Sunday, August 19, 2012

Todd Akin’s Belief in “Biological Defenses” to Pregnancy After Rape: Shades of Mr. Perry’s “Cure” for Mr. Woodhouse’s Ailments


When I posted yesterday about the eerie, dreadful resonance between the recent prison sentence handed down on courageous female musicians in Russia….


…and the prison sentence handed down on courageous journalists in Jane Austen's England, it did not occur to me that _another_ news item would cross my monitor within a day, which would carry an even _more_ horrid, dreadful resonance to the patriarchal abuses that Jane Austen covertly satirized in her novels. But it seems that in 2012, we live in an era when pretty much the only thing that unites the men doing bad things in the world today (and men do seem to account for pretty much all of it)  is their hatred and abuse of women. Religious extremist men, whether they be Christian, Moslem or Jew, who all want to blow each other up, nonetheless seem to agree on _one_ thing, which is that women need to be suppressed, and then God’s order will be restored, and everything will be happy ever after—until the next war, that is.

And speaking of magical thinking, here are the key excerpts from the article I just read….


…that made me shake my head in horror:

“Rep.

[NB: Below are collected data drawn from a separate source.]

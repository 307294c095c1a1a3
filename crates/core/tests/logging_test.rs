//! Integration tests for the logged helpers.
//!
//! These tests verify that:
//! - Logged conversions keep their return values with a subscriber installed
//! - Access failures and failed staged assignments emit no panics while traced

#![forbid(clippy::unwrap_used)]
#![forbid(clippy::expect_used)]
#![forbid(clippy::panic)]

use resultant_core::prelude::*;
use tracing_subscriber::{EnvFilter, layer::SubscriberExt, util::SubscriberInitExt};

fn init_tracing() {
    let _ = tracing_subscriber::registry()
        .with(EnvFilter::new("resultant_core=debug"))
        .with(tracing_subscriber::fmt::layer().with_test_writer())
        .try_init();
}

/// Test logged conversion of an error.
///
/// # GIVEN
/// A subscriber and an error-active result
///
/// # WHEN
/// It is converted with the logged helpers
///
/// # THEN
/// The fallback is returned
#[test]
fn test_logged_helpers_fall_back() {
    init_tracing();

    let r: Result<u32, String> = fail("cache miss".to_string()).into();
    assert_eq!(r.clone().into_option_logged(), None);
    assert_eq!(r.or_default_logged(5), 5);
}

/// Test traced access failure and staged assignment.
///
/// # GIVEN
/// A subscriber at debug level
///
/// # WHEN
/// A missing value is read and a narrowing assignment fails
///
/// # THEN
/// Both are reported as values
#[test]
fn test_traced_failures_are_values() {
    init_tracing();

    let r: Result<u8, u8> = fail(1_u8).into();
    assert!(r.value().is_err());

    let mut target: Result<u8, u8> = Result::new(2);
    assert!(target.try_assign_value(1024_u32).is_err());
    assert!(target.eq_value(&2));
}
//! # Submission Check - pre-grading format checker
//!
//! Validates that a student project directory follows the submission
//! checklist before it is handed to the graders.
//!
//! ## Overview
//!
//! A run is a single fail-fast pass over the project directory:
//!
//! 1. `README.md` and `secret_flags` must exist and must not use
//!    Windows-style line endings.
//! 2. The build tool (`make` by default) must succeed in the directory. The
//!    canonical "no targets" message counts as success.
//! 3. The build must leave a `client` program behind.
//! 4. `secret_flags` must hold at least one 64-byte flag.
//!
//! The first failing check is the only one reported.
//!
//! ## Modules
//!
//! - [`checker`] - Orchestrates the checklist and maps results to exit codes
//! - [`config`] - Checklist settings and their defaults
//! - [`error`] - Check failures and their diagnostics
//! - [`flags`] - Secret flag parsing and validation
//! - [`line_endings`] - CRLF detection
//! - [`listing`] - Directory listing and required file lookup
//! - [`make`] - Build tool invocation
//! - [`output`] - Mode-aware terminal output
//!
//! ## Example
//!
//! ```no_run
//! use std::path::Path;
//! use submission_check::checker;
//! use submission_check::config::CheckConfig;
//! use submission_check::output::{Output, OutputMode};
//!
//! let config = CheckConfig::default();
//! let output = Output::new(OutputMode::Human);
//! let status = checker::execute(Path::new("project"), &config, &output);
//! std::process::exit(i32::from(status));
//! ```

pub mod checker;
pub mod config;
pub mod error;
pub mod flags;
pub mod line_endings;
pub mod listing;
pub mod make;
pub mod output;

/// Default names of the files every submission must contain.
pub mod files {
    /// Project write-up: `README.md`
    pub const README: &str = "README.md";
    /// Secret flags collected while testing against the server: `secret_flags`
    pub const SECRET_FLAGS: &str = "secret_flags";
    /// Program produced by the build: `client`
    pub const CLIENT: &str = "client";
}

/// Printed once every check has passed.
pub const SUCCESS_MESSAGE: &str = "Looks like you have all the required files, you are good to go!";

Todd Akin, the Republican nominee for Senate in Missouri who is running against Sen. Claire McCaskill, justified his opposition to abortion rights even in case of rape with a claim that victims of “legitimate rape” have unnamed biological defenses that prevent pregnancy.  “First of all, from what I understand from doctors [pregnancy from rape] is really rare,” Akin told KTVI-TV in an interview posted Sunday. “If it’s a legitimate rape, the female body has ways to try to shut that whole thing down.” …. In a tweet, McCaskill said she was “stunned” by Akin’s comments. … As a state legislator, Akin voted in 1991 for an anti-marital-rape law, but only after questioning whether it might be misused “in a real messy divorce as a tool and a legal weapon to beat up on the husband,” according to a May 1 article that year in the St. Louis Post-Dispatch….”

Now, what, you might ask, have Todd Akin’s primitive opinions about female reproduction to do with Jane Austen?

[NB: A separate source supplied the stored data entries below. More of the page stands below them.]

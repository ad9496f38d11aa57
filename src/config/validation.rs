//! Validation logic for checklist settings.

use anyhow::Result;

use super::defaults::{BuildConfig, FlagRules, RequiredFiles};
use super::CheckConfig;

impl CheckConfig {
    /// Validate all sections
    pub fn validate(&self) -> Result<()> {
        self.files.validate()?;
        self.build.validate()?;
        self.flags.validate()
    }
}

impl RequiredFiles {
    /// Each name must be a plain file name inside the project directory
    pub fn validate(&self) -> Result<()> {
        for (key, name) in [
            ("readme", &self.readme),
            ("secret_flags", &self.secret_flags),
            ("client", &self.client),
        ] {
            if name.trim().is_empty() {
                anyhow::bail!("files.{} must not be empty", key);
            }
            if name.contains('/') || name.contains('\\') || name == "." || name == ".." {
                anyhow::bail!(
                    "files.{} must be a file name, not a path, got '{}'",
                    key,
                    name
                );
            }
        }

        Ok(())
    }
}

impl BuildConfig {
    pub fn validate(&self) -> Result<()> {
        if self.program().trim().is_empty() {
            anyhow::bail!("build.command must start with a program name");
        }

        Ok(())
    }
}

impl FlagRules {
    pub fn validate(&self) -> Result<()> {
        if self.length == 0 {
            anyhow::bail!("flags.length must be greater than 0");
        }
        if self.minimum == 0 {
            anyhow::bail!("flags.minimum must be at least 1");
        }

        Ok(())
    }
}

Well,  think about the most famous hypochondriac in English literature, Mr. Woodhouse, of course the father of the heroine in _Emma_, with his implicit faith in the “thin gruel” and other cures prescribed to him by Mr. Perry the Apothecary---and his Satanic love of a “great fire” during the heat of summer.

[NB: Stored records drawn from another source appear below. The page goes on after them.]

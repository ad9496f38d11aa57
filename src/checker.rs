//! Checklist orchestration.
//!
//! Runs the checks in a fixed order and stops at the first failure:
//!
//! 1. list the project directory
//! 2. README present, then its line endings
//! 3. secret flags file present, then its line endings
//! 4. build
//! 5. list again, client program present
//! 6. secret flags valid
//!
//! Nothing is retried and no state outlives the run.

use std::path::{Path, PathBuf};

use crate::config::CheckConfig;
use crate::error::CheckError;
use crate::flags::{self, FlagReport};
use crate::line_endings::check_line_endings;
use crate::listing::{list_dir, require_file, FileRole};
use crate::make::{self, BuildOutcome};
use crate::output::Output;
use crate::SUCCESS_MESSAGE;

/// What a passing run found
#[derive(Debug, Clone, PartialEq, Eq)]
pub struct CheckSummary {
    pub project_dir: PathBuf,
    pub build: BuildOutcome,
    pub flags: FlagReport,
}

pub struct Checker<'a> {
    config: &'a CheckConfig,
    output: &'a Output,
}

impl<'a> Checker<'a> {
    pub fn new(config: &'a CheckConfig, output: &'a Output) -> Self {
        Self { config, output }
    }

    /// Run every check against `project_dir`, stopping at the first failure.
    ///
    /// Invalid secret flags are reported through the output as they are
    /// found; the returned error is the only failure the caller should show.
    pub fn run(&self, project_dir: &Path) -> Result<CheckSummary, CheckError> {
        let files = &self.config.files;

        let listing = list_dir(project_dir)?;
        let project_dir = std::path::absolute(project_dir)
            .map_err(|e| CheckError::unreadable(project_dir, e))?;
        self.output
            .step(&format!("Checking {}", project_dir.display()));

        for (name, role) in [
            (&files.readme, FileRole::Readme),
            (&files.secret_flags, FileRole::SecretFlags),
        ] {
            self.output.step(&format!("Checking {}", name));
            require_file(&listing, name, role)?;
            let crlf_count =
                check_line_endings(&project_dir, name, self.config.line_endings.max_crlf)?;
            self.output
                .detail(&format!("{} CRLF line ending(s) in {}", crlf_count, name));
        }

        let build = self.build(&project_dir)?;

        self.output.step(&format!("Checking {}", files.client));
        let listing = list_dir(&project_dir)?;
        require_file(&listing, &files.client, FileRole::Client)?;

        let flags = self.check_flags(&project_dir)?;

        Ok(CheckSummary {
            project_dir,
            build,
            flags,
        })
    }

    fn build(&self, project_dir: &Path) -> Result<BuildOutcome, CheckError> {
        let build = &self.config.build;
        self.output
            .step(&format!("Running {}", build.command.join(" ")));

        let result = make::run_build(project_dir, build)?;
        let outcome = result.evaluate(build.program())?;

        match outcome {
            BuildOutcome::Built => self.output.detail(&result.output_lossy()),
            BuildOutcome::NothingToBuild => self.output.detail("Nothing to build"),
        }

        Ok(outcome)
    }

    fn check_flags(&self, project_dir: &Path) -> Result<FlagReport, CheckError> {
        let name = &self.config.files.secret_flags;
        let rules = &self.config.flags;
        self.output.step(&format!("Validating {}", name));

        let report = flags::read_flags(&project_dir.join(name), rules.length)?;
        for invalid in &report.invalid {
            self.output.warn(&invalid.to_string());
            self.output.detail(&format!(
                "line {}: {} bytes, expected {}",
                invalid.line,
                invalid.token.len(),
                rules.length
            ));
        }
        self.output.detail(&format!(
            "{} valid, {} invalid",
            report.valid,
            report.invalid.len()
        ));

        report.require(rules.minimum, name)?;

        Ok(report)
    }
}

/// Run the checklist and report the result; returns the process exit status.
pub fn execute(project_dir: &Path, config: &CheckConfig, output: &Output) -> u8 {
    match Checker::new(config, output).run(project_dir) {
        Ok(_) => {
            output.success(SUCCESS_MESSAGE);
            0
        }
        Err(err) => {
            output.error(&err.to_string());
            output.detail(&format!("failed check: {}", err.kind()));
            err.exit_code()
        }
    }
}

As I first learned in early 2005, and have been doing my best to spread the word since then, Prof. Jill Heydt-Stevenson, in a 1999 article, blew the roof clear off of Austen scholarly studies of sexual themes in Jane Austen’s writing, by convincingly demonstrating beyond a reasonable doubt that the stanzas of Garrick’s Riddle, which Mr. Woodhouse just _cannot_ remember in Chapter 9, of _Emma_,  are actually a thinly veiled, sharp-as-nails satire of the medieval belief held by more than a few Englishmen during Jane Austen’s lifetime, that men with advanced syphilis could be cured if they had sex with virgins!

Perhaps you think I am putting you on, because this is too absurd to be true? Well, if you can’t put your hands on her 1991 article, or on p. 161 of  her followup 2005 book “Austen’s Unbecoming Conjunctions” where this brilliant interpretation is updated, then have a look at the wonderful 2010 dissertation by Melanie Osborn….


….in which Osborn amplifies on Heydt-Stevenson’s discoveries and makes the case trebly more convincing still.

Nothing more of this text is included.